### EXERCISE PROMPT
Count how many lines hold "println" in the records, and respond with that number by itself.

[Stored data entries]
============================================================

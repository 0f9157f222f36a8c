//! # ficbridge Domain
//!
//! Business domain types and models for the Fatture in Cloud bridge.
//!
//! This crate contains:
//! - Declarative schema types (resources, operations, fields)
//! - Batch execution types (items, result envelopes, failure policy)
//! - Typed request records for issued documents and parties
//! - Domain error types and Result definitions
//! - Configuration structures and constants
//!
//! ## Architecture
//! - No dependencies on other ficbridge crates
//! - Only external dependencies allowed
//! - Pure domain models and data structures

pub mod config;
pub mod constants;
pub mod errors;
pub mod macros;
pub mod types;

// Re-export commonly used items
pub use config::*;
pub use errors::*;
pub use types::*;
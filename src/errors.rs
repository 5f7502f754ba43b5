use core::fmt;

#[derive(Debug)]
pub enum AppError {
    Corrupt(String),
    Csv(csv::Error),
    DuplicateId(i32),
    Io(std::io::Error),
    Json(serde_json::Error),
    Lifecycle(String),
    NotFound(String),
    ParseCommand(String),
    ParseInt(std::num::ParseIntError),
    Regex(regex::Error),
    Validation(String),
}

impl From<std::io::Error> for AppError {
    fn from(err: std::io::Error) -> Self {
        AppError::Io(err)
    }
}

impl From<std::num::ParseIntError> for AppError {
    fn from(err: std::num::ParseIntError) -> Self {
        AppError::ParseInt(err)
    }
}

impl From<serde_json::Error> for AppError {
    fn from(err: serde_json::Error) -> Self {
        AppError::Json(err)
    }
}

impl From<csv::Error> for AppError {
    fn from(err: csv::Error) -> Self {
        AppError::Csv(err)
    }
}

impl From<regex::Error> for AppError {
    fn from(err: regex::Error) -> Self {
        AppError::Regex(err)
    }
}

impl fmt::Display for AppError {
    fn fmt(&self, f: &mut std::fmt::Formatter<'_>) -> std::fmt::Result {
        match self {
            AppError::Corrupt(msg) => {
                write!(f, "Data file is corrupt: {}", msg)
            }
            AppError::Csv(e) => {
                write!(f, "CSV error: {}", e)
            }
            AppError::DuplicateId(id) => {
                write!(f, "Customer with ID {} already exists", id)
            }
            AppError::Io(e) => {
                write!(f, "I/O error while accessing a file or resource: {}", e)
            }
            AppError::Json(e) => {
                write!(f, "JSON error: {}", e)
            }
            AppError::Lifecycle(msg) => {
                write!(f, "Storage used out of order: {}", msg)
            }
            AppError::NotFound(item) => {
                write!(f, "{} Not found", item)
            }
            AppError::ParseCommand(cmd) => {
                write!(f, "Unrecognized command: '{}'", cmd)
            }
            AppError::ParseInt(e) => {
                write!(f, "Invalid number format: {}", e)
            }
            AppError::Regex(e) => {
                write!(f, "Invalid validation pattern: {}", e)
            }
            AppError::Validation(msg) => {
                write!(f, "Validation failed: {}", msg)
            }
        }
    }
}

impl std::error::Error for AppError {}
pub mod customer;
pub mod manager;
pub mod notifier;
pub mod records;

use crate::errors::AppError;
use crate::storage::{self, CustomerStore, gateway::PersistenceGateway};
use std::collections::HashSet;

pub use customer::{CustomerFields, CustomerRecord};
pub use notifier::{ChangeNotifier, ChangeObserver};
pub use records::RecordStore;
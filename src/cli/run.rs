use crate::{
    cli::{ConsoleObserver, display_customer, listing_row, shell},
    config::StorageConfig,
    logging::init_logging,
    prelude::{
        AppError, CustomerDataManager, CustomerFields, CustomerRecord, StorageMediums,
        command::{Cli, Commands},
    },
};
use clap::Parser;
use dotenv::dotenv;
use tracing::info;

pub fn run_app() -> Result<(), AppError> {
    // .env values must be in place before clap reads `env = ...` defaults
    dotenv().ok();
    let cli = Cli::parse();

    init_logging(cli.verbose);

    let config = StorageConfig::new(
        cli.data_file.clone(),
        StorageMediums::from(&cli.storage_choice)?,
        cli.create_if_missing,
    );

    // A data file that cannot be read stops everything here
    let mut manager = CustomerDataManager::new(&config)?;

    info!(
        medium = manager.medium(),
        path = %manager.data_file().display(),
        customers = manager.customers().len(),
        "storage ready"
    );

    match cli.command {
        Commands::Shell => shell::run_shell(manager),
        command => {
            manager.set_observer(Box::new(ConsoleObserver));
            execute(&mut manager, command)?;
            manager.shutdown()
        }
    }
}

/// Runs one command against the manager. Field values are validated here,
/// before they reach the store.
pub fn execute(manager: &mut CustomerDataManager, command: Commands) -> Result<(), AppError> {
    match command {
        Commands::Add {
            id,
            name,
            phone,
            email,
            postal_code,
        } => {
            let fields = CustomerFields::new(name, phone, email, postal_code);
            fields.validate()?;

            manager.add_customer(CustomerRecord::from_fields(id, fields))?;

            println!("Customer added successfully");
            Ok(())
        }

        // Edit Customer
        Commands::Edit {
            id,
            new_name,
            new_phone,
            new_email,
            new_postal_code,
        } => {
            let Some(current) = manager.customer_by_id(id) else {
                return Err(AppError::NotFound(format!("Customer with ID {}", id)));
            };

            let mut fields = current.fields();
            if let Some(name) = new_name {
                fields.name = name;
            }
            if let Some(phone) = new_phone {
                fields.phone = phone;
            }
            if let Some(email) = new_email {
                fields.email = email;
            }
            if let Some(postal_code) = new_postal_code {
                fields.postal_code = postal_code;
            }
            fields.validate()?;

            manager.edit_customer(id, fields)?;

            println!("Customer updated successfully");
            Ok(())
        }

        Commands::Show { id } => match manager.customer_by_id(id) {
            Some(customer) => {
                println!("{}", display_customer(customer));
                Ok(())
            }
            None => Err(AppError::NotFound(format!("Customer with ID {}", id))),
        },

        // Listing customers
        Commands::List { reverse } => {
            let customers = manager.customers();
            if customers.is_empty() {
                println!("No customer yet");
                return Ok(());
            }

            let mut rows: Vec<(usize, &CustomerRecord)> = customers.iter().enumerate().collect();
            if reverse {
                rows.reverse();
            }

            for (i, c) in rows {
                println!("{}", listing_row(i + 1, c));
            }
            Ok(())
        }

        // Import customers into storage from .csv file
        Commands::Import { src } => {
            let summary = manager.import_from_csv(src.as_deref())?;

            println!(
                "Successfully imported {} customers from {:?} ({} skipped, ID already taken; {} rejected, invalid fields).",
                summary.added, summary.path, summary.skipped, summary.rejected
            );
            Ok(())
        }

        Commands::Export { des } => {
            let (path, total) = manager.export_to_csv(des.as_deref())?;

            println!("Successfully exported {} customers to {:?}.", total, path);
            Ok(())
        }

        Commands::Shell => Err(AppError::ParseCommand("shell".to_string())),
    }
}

============================================================

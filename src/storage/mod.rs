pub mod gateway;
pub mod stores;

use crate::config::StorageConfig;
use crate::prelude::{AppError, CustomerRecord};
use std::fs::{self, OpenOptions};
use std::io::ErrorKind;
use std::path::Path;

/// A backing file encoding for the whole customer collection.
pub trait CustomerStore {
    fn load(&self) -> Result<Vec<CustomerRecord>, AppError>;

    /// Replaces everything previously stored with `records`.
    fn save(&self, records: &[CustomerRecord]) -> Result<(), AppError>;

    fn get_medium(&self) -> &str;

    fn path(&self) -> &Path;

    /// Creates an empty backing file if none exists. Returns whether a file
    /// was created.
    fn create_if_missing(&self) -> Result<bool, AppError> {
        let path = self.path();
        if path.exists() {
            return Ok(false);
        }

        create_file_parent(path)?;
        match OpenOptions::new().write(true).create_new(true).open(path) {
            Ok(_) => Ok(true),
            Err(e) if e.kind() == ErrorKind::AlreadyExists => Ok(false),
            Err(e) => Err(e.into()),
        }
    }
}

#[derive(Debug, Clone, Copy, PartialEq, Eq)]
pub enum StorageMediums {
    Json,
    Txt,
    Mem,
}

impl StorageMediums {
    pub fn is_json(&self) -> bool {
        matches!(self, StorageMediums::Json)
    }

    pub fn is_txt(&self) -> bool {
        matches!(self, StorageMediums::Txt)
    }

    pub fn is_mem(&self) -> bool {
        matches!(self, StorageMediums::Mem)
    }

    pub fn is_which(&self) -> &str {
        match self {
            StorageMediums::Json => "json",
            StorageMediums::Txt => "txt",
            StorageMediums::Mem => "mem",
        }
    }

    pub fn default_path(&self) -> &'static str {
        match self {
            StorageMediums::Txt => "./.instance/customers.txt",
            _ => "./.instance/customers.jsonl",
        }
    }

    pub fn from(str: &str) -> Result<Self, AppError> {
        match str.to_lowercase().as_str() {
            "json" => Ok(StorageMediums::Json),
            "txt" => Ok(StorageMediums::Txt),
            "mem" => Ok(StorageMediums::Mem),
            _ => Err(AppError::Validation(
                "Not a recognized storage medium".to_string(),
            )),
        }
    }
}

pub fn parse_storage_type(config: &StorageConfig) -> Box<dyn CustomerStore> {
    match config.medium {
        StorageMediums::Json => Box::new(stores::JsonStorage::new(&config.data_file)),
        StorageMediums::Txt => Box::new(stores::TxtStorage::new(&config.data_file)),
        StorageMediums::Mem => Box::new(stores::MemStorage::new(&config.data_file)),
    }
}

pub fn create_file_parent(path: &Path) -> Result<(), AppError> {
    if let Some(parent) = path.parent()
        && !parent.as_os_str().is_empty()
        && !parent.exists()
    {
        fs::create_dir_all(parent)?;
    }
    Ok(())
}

============================================================

### ANSWER SPACE
7